Grenier has been dancing with the company since 1991. The Dancers of Damelahamid has performed nationally and internationally, with a special focus on reaching out to young people.

She did her undergraduate degree at McGill in geography and environmental studies. “When I first started at McGill, there was a lot of encouragement, if you were an Indigenous student that did well in sciences, to go into sciences and pursue that,” she recalls.

“There just wasn’t enough representation of [Indigenous] students in sciences, in general. I think that I shifted towards environmental sciences, because I think that the values and the way that it was taught [at McGill] aligned very well with my ways of understanding, from the Indigenous teachings and knowledge that I grew up with.”

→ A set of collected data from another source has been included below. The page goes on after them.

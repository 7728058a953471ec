//! Concurrent reads of every document in a container.

use std::io;
use std::sync::Arc;

use futures::future::try_join_all;
use serde_json::Value as JsonValue;
use tokio::task::{self, JoinError};

use docfs_store::{Backend, ContainerPath, DocPath, Error};

use crate::json_utils;

fn join_error(err: JoinError) -> Error {
    Error::Io(io::Error::other(err))
}

fn fetch<B: Backend + ?Sized>(backend: &B, path: &DocPath) -> Result<JsonValue, Error> {
    let data = backend.get(path)?;
    json_utils::decode(path, &data)
}

/// Decode every document directly inside `container`.
///
/// The container is listed first, then each child is fetched on its own blocking task.  Results
/// come back in list order whatever order the fetches finish in.  The first failure fails the
/// whole read; fetches already running are left to finish and their results are dropped.
pub async fn get_all<B>(backend: Arc<B>, container: &ContainerPath) -> Result<Vec<JsonValue>, Error>
where
    B: Backend + ?Sized + 'static,
{
    let names = {
        let backend = Arc::clone(&backend);
        let container = container.clone();
        task::spawn_blocking(move || backend.list(&container))
            .await
            .map_err(join_error)??
    };

    let mut fetches = Vec::with_capacity(names.len());
    for name in names {
        let path = container.join_document(&name)?;
        let backend = Arc::clone(&backend);
        fetches.push(task::spawn_blocking(move || fetch(&*backend, &path)));
    }

    tracing::debug!("Fetching {} documents from /{}", fetches.len(), container);
    try_join_all(
        fetches
            .into_iter()
            .map(|handle| async move { handle.await.map_err(join_error)? }),
    )
    .await
}

#[cfg(test)]
mod tests {
    use super::*;
    use std::thread;
    use std::time::{Duration, SystemTime};

    use bytes::Bytes;
    use serde_json::json;

    use crate::MemoryBackend;

    fn doc(raw: &str) -> DocPath {
        DocPath::parse(raw).unwrap()
    }

    /// Delays reads so that earlier names finish last.
    struct SlowBackend {
        inner: MemoryBackend,
    }

    impl Backend for SlowBackend {
        fn exists(&self, path: &DocPath) -> Result<bool, Error> {
            self.inner.exists(path)
        }

        fn get(&self, path: &DocPath) -> Result<Bytes, Error> {
            let delay = match path.file_name() {
                "a.json" => 60,
                "b.json" => 30,
                _ => 0,
            };
            thread::sleep(Duration::from_millis(delay));
            self.inner.get(path)
        }

        fn write(&self, path: &DocPath, data: Bytes) -> Result<(), Error> {
            self.inner.write(path, data)
        }

        fn delete(&self, path: &DocPath) -> Result<(), Error> {
            self.inner.delete(path)
        }

        fn list(&self, path: &ContainerPath) -> Result<Vec<String>, Error> {
            self.inner.list(path)
        }

        fn last_modified(&self, path: &DocPath) -> Result<SystemTime, Error> {
            self.inner.last_modified(path)
        }
    }

    /// Deletes `b.json` right after listing, as a concurrent writer would.
    struct VanishingBackend {
        inner: MemoryBackend,
    }

    impl Backend for VanishingBackend {
        fn exists(&self, path: &DocPath) -> Result<bool, Error> {
            self.inner.exists(path)
        }

        fn get(&self, path: &DocPath) -> Result<Bytes, Error> {
            self.inner.get(path)
        }

        fn write(&self, path: &DocPath, data: Bytes) -> Result<(), Error> {
            self.inner.write(path, data)
        }

        fn delete(&self, path: &DocPath) -> Result<(), Error> {
            self.inner.delete(path)
        }

        fn list(&self, path: &ContainerPath) -> Result<Vec<String>, Error> {
            let names = self.inner.list(path)?;
            self.inner.delete(&path.join_document("b.json")?)?;
            Ok(names)
        }

        fn last_modified(&self, path: &DocPath) -> Result<SystemTime, Error> {
            self.inner.last_modified(path)
        }
    }

    fn populate(backend: &impl Backend) {
        for (raw, content) in [
            ("dir/a.json", &br#"{"n":"a"}"#[..]),
            ("dir/b.json", &br#"{"n":"b"}"#[..]),
            ("dir/c.json", &br#"{"n":"c"}"#[..]),
        ] {
            backend
                .write(&doc(raw), Bytes::copy_from_slice(content))
                .unwrap();
        }
    }

    #[tokio::test(flavor = "multi_thread", worker_threads = 2)]
    async fn results_follow_list_order() {
        let backend = Arc::new(SlowBackend {
            inner: MemoryBackend::default(),
        });
        populate(&*backend);

        let all = get_all(backend, &ContainerPath::parse("dir").unwrap())
            .await
            .unwrap();

        assert_eq!(all, [json!({"n": "a"}), json!({"n": "b"}), json!({"n": "c"})]);
    }

    #[tokio::test]
    async fn vanished_child_fails_everything() {
        let backend = Arc::new(VanishingBackend {
            inner: MemoryBackend::default(),
        });
        populate(&*backend);

        let err = get_all(backend, &ContainerPath::parse("dir").unwrap())
            .await
            .unwrap_err();

        assert!(err.is_not_found());
    }

    #[tokio::test]
    async fn empty_and_missing_containers() {
        let backend = Arc::new(MemoryBackend::default());
        backend
            .write(&doc("dir/sub/deep.json"), Bytes::from_static(b"1"))
            .unwrap();

        let dir = ContainerPath::parse("dir").unwrap();
        assert!(get_all(Arc::clone(&backend), &dir).await.unwrap().is_empty());

        let missing = ContainerPath::parse("missing").unwrap();
        assert!(get_all(backend, &missing).await.unwrap_err().is_not_found());
    }

    #[tokio::test]
    async fn bare_suffix_file_is_not_a_child() {
        let dir = tempfile::tempdir().unwrap();
        std::fs::write(dir.path().join(".json"), b"{}").unwrap();
        std::fs::write(dir.path().join("a.json"), br#"{"a":1}"#).unwrap();
        let backend = Arc::new(
            crate::FilesystemBackend::new(dir.path().to_path_buf(), Default::default()).unwrap(),
        );

        let all = get_all(backend, &ContainerPath::root()).await.unwrap();
        assert_eq!(all, vec![json!({"a": 1})]);
    }

    #[tokio::test]
    async fn undecodable_child_fails_everything() {
        let backend: Arc<dyn Backend> = Arc::new(MemoryBackend::default());
        backend
            .write(&doc("good.json"), Bytes::from_static(b"{}"))
            .unwrap();
        backend
            .write(&doc("junk.json"), Bytes::from_static(b"not json"))
            .unwrap();

        let err = get_all(backend, &ContainerPath::root()).await.unwrap_err();
        assert!(matches!(err, Error::Decode { .. }));
    }
}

During her time at McGill, Grenier was part of a six-person Indigenous student committee that helped lead a successful protest against the logo that was used on the helmets of the McGill football team at the time – a stereotypical image of an Indigenous person wearing a headdress.

Grenier notes that McGill recently made the decision to finally retire the problematic Redmen name for sports teams altogether. She has university-aged children of her own now. She is struck by how Canadians are still having the same conversations around colonialism and our relationship with Indigenous Peoples that we were having in the 1960s, when her parents founded their dance company, and in the 1990s, when she was studying at McGill.

“In some senses, we feel like, why are we not there yet?” she says. “And then, on the other hand, I think we’re always reminded that we have so much work to do.”